Dans l’Église catholique, le 2 février 1974 (un jour de fête mariale), la mémoire de la circoncision de Jésus a été effacée au profit de « Marie mère de Dieu ». Paul VI avait certainement de bonnes raisons pour le faire. Mais que penser du résultat ? Occulter le fait que Jésus était juif (comme tous les premiers chrétiens, du reste) est-ce une avancée, quand on sait comment ce peuple a été traité dans l’Occident chrétien au long des siècles ? Mais il y a pire. En dédiant ce jour à Marie-la-mère, ne répète-t-on pas ce qui est déjà au cœur de Noël ? Noël, c’est le jour de l’enfant de la mère ; le 1er janvier, celui de la mère de l’enfant.
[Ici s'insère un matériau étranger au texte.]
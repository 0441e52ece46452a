//! Play session: the authoritative game state.
//!
//! The session owns the graph store and the room tree, tracks which room is
//! displayed, and keeps per-room presentation state (stored labels, resource
//! ids, box layout). Pointer input is routed through the gesture machine and
//! the resulting intents are applied here:
//!
//! - **Wires**: admitted by `can_add_connection`, then committed together
//!   with the incoming stub they create in the target's room.
//! - **Navigation**: double click enters a zoomable box, a right double
//!   click goes back up.
//! - **Exports**: a wire released at the view edge carrying the room's own
//!   letter records an outgoing stub, raising the room node's capacity in
//!   its parent.
//!
//! After every mutation the session drains the store's change feed and
//! trims parent wires that a shrunken export count no longer pays for.

use crate::gesture::{DragAction, DragConfig, DragStateMachine, ViewSize};
use crate::input::{InputEvent, PointerButton};
use nw_core::admission::{AdmissionRequest, CapacityTable, LetterCapacity, can_add_connection, remaining_outbound};
use nw_core::behavior::{PlaceableKind, behavior_for_id, behavior_for_kind};
use nw_core::collision::{PlacementConfig, has_placement_collision};
use nw_core::geometry::{Point, distance_to_segment};
use nw_core::id::NodeId;
use nw_core::label::{resolve_flow_label, sync_incoming_stub_labels};
use nw_core::model::*;
use nw_core::store::GraphStore;
use nw_core::tree::NodeTree;
use std::cell::RefCell;
use std::collections::{HashMap, HashSet};
use std::rc::Rc;

/// Fallback resource box size, as a share of the smaller view side, for
/// rooms whose layout has not been supplied yet.
const FALLBACK_BOX_RATIO: f32 = 0.2;

/// Presentation-side state of one room.
#[derive(Debug, Clone, Default)]
struct RoomView {
    labels: Labels,
    resource_ids: HashSet<NodeId>,
    /// Resource boxes as laid out by the presentation.
    layout: Vec<BoxInfo>,
    /// Converters and combiners placed by the player.
    placed: Vec<BoxInfo>,
}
Où est donc passé le père ? Qu’est devenu celui qui circoncit le fils, lui impose une perte, le marque d’un manque et le détache de la fusion avec la mère pour l’orienter vers d’autres relations et lui ouvrir le monde ? C’est pourtant là que les choses commencent vraiment. Et de même que la «nouvelle année» commence le 1er janvier, l’ère nouvelle s’inaugure avec la circoncision de celui qui, un jour, sera tellement bien coupé de sa mère qu’il dira : « Qui sont ma mère et mes frères, sinon ceux qui font la volonté de mon père ? » (Matthieu 12,46-50).
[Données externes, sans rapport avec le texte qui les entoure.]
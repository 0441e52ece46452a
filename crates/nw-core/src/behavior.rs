//! Placeable behavior registry.
//!
//! Element kinds are told apart by id prefix only. A small ordered table
//! maps each prefix to a [`PlaceableBehavior`] carrying the kind's wire
//! limits; the label rule and admission rule are a closed set of functions
//! selected by [`PlaceableKind`]. Plain resource nodes have no entry: their
//! outbound capacity comes from the admission policy's capacity table.

use crate::id::{COMBINER_ID_PREFIX, CONVERTER_ID_PREFIX, NodeId};
use crate::label::{ResolveContext, combine_labels, convert_label, label_type};
use crate::model::ConnectionPath;
use smallvec::SmallVec;
use std::collections::HashSet;

#[derive(Debug, Clone, Copy, PartialEq, Eq, Hash)]
pub enum PlaceableKind {
    /// One input, one output; letter ↔ number transform.
    Converter,
    /// Two inputs, one output; sums numbers or concatenates text.
    Combiner,
}

/// What a box id denotes.
#[derive(Debug, Clone, Copy, PartialEq, Eq, Hash)]
pub enum ElementKind {
    Resource,
    Placeable(PlaceableKind),
    IncomingStub,
}

impl ElementKind {
    pub fn of(id: NodeId) -> Self {
        if let Some(behavior) = behavior_for_id(id) {
            ElementKind::Placeable(behavior.kind)
        } else if id.is_incoming_stub() {
            ElementKind::IncomingStub
        } else {
            ElementKind::Resource
        }
    }
}

#[derive(Debug, Clone, Copy, PartialEq, Eq)]
pub struct PlaceableBehavior {
    pub kind: PlaceableKind,
    pub id_prefix: &'static str,
    pub max_incoming: Option<usize>,
    pub max_outgoing: Option<usize>,
    /// Label shown while the element has no input.
    pub idle_label: &'static str,
}

/// Ordered; the first prefix match wins.
pub static PLACEABLE_BEHAVIORS: [PlaceableBehavior; 2] = [
    PlaceableBehavior {
        kind: PlaceableKind::Converter,
        id_prefix: CONVERTER_ID_PREFIX,
        max_incoming: Some(1),
        max_outgoing: Some(1),
        idle_label: "1/a",
    },
    PlaceableBehavior {
        kind: PlaceableKind::Combiner,
        id_prefix: COMBINER_ID_PREFIX,
        max_incoming: Some(2),
        max_outgoing: Some(1),
        idle_label: "+",
    },
];

pub fn behavior_for_id(id: NodeId) -> Option<&'static PlaceableBehavior> {
    PLACEABLE_BEHAVIORS
        .iter()
        .find(|behavior| id.has_prefix(behavior.id_prefix))
}

pub fn behavior_for_kind(kind: PlaceableKind) -> &'static PlaceableBehavior {
    match kind {
        PlaceableKind::Converter => &PLACEABLE_BEHAVIORS[0],
        PlaceableKind::Combiner => &PLACEABLE_BEHAVIORS[1],
    }
}

impl PlaceableBehavior {
    /// Label flowing out of element `id`, or `None` to fall back to the
    /// stored label. `visited` already contains `id`.
    pub(crate) fn resolve_label(
        &self,
        id: NodeId,
        ctx: &ResolveContext<'_>,
        visited: &mut HashSet<NodeId>,
    ) -> Option<String> {
        match self.kind {
            PlaceableKind::Converter => {
                let incoming = ctx.connections.iter().find(|c| c.to_id == id)?;
                let upstream = ctx
                    .resolve(incoming.from_id, visited)
                    .filter(|l| !l.trim().is_empty())?;
                Some(convert_label(&upstream))
            }
            PlaceableKind::Combiner => {
                let incoming: SmallVec<[&ConnectionPath; 2]> =
                    ctx.connections.iter().filter(|c| c.to_id == id).collect();
                if incoming.is_empty() {
                    return None;
                }
                // Each branch walks with its own copy of the visited set so
                // siblings sharing an ancestor don't trip each other's guard.
                let labels: SmallVec<[String; 2]> = incoming
                    .iter()
                    .filter_map(|c| ctx.resolve(c.from_id, &mut visited.clone()))
                    .collect();
                combine_labels(&labels)
            }
        }
    }

    /// Extra admission rule applied to the target of a candidate wire.
    pub fn can_accept_incoming(&self, to_id: NodeId, from_id: NodeId, ctx: &ResolveContext<'_>) -> bool {
        match self.kind {
            PlaceableKind::Converter => true,
            PlaceableKind::Combiner => {
                let incoming: SmallVec<[&ConnectionPath; 2]> =
                    ctx.connections.iter().filter(|c| c.to_id == to_id).collect();
                match incoming.as_slice() {
                    [] => true,
                    [existing] => {
                        let existing_type = label_type(ctx.flow_label(existing.from_id).as_deref());
                        let new_type = label_type(ctx.flow_label(from_id).as_deref());
                        match (existing_type, new_type) {
                            (Some(a), Some(b)) => a == b,
                            _ => false,
                        }
                    }
                    _ => false,
                }
            }
        }
    }
}

#[cfg(test)]
mod tests {
    use super::*;

    #[test]
    fn prefix_lookup_first_match_wins() {
        let conv = behavior_for_id(NodeId::intern("converter-12")).unwrap();
        assert_eq!(conv.kind, PlaceableKind::Converter);
        assert_eq!(conv.max_incoming, Some(1));
        let comb = behavior_for_id(NodeId::intern("combiner-0")).unwrap();
        assert_eq!(comb.kind, PlaceableKind::Combiner);
        assert_eq!(comb.max_incoming, Some(2));
        assert_eq!(comb.max_outgoing, Some(1));
        assert!(behavior_for_id(NodeId::intern("root-A")).is_none());
    }

    #[test]
    fn element_kind_by_prefix() {
        assert_eq!(ElementKind::of(NodeId::intern("root-A")), ElementKind::Resource);
        assert_eq!(
            ElementKind::of(NodeId::intern("incoming-4")),
            ElementKind::IncomingStub
        );
        assert_eq!(
            ElementKind::of(NodeId::intern("combiner-1")),
            ElementKind::Placeable(PlaceableKind::Combiner)
        );
        assert_eq!(behavior_for_kind(PlaceableKind::Converter).id_prefix, "converter-");
    }
}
Décision navrante que celle de Paul VI. Mais tellement catholique !
Un roi diversement accueilli (Matthieu 2,1-12)
Jésus étant né à Bethléem de Judée, au temps du roi Hérode, voici que des mages venus d’Orient arrivèrent à Jérusalem et dirent : « Où est le roi des Juifs qui vient de naître ? En effet, nous avons vu son astre à l’orient et nous sommes venus nous prosterner devant lui. » En apprenant cela, le roi Hérode fut troublé, et tout Jérusalem avec lui. Il réunit tous les grands prêtres et les scribes du peuple, pour leur demander où devait naître le Christ. Ils lui répondirent : « À Bethléem de Judée, car voici ce qui est écrit par le prophète : Et toi, Bethléem, terre de Juda, tu n’es certes pas le dernier parmi les chefs-lieux de Juda, car de toi sortira un guide, qui sera le berger de mon peuple Israël. » Alors Hérode convoqua les mages en secret pour leur faire préciser le temps où l’astre était apparu ; puis, en les envoyant à Bethléem, il leur dit : « Allez vous renseigner avec précision sur l’enfant. Et quand vous l’aurez trouvé, venez me l’annoncer de sorte que je puisse, moi aussi, aller me prosterner devant lui. » Après avoir entendu le roi, ils partirent. Et voici que l’astre qu’ils avaient vu à l’orient les précédait, jusqu’à ce qu’il vienne s’arrêter au-dessus de l’endroit où se trouvait l’enfant. En voyant l’astre, ils se réjouirent d’une très grande joie et, entrés dans la maison, ils virent l’enfant avec Marie sa mère ; tombant alors (à ses pieds), ils se prosternèrent devant lui. Ils ouvrirent leurs coffrets et lui offrirent leurs dons : de l’or, de l’encens et de la myrrhe. Puis, avertis en songe de ne pas retourner chez Hérode, c’est par un autre chemin qu’ils regagnèrent leur pays.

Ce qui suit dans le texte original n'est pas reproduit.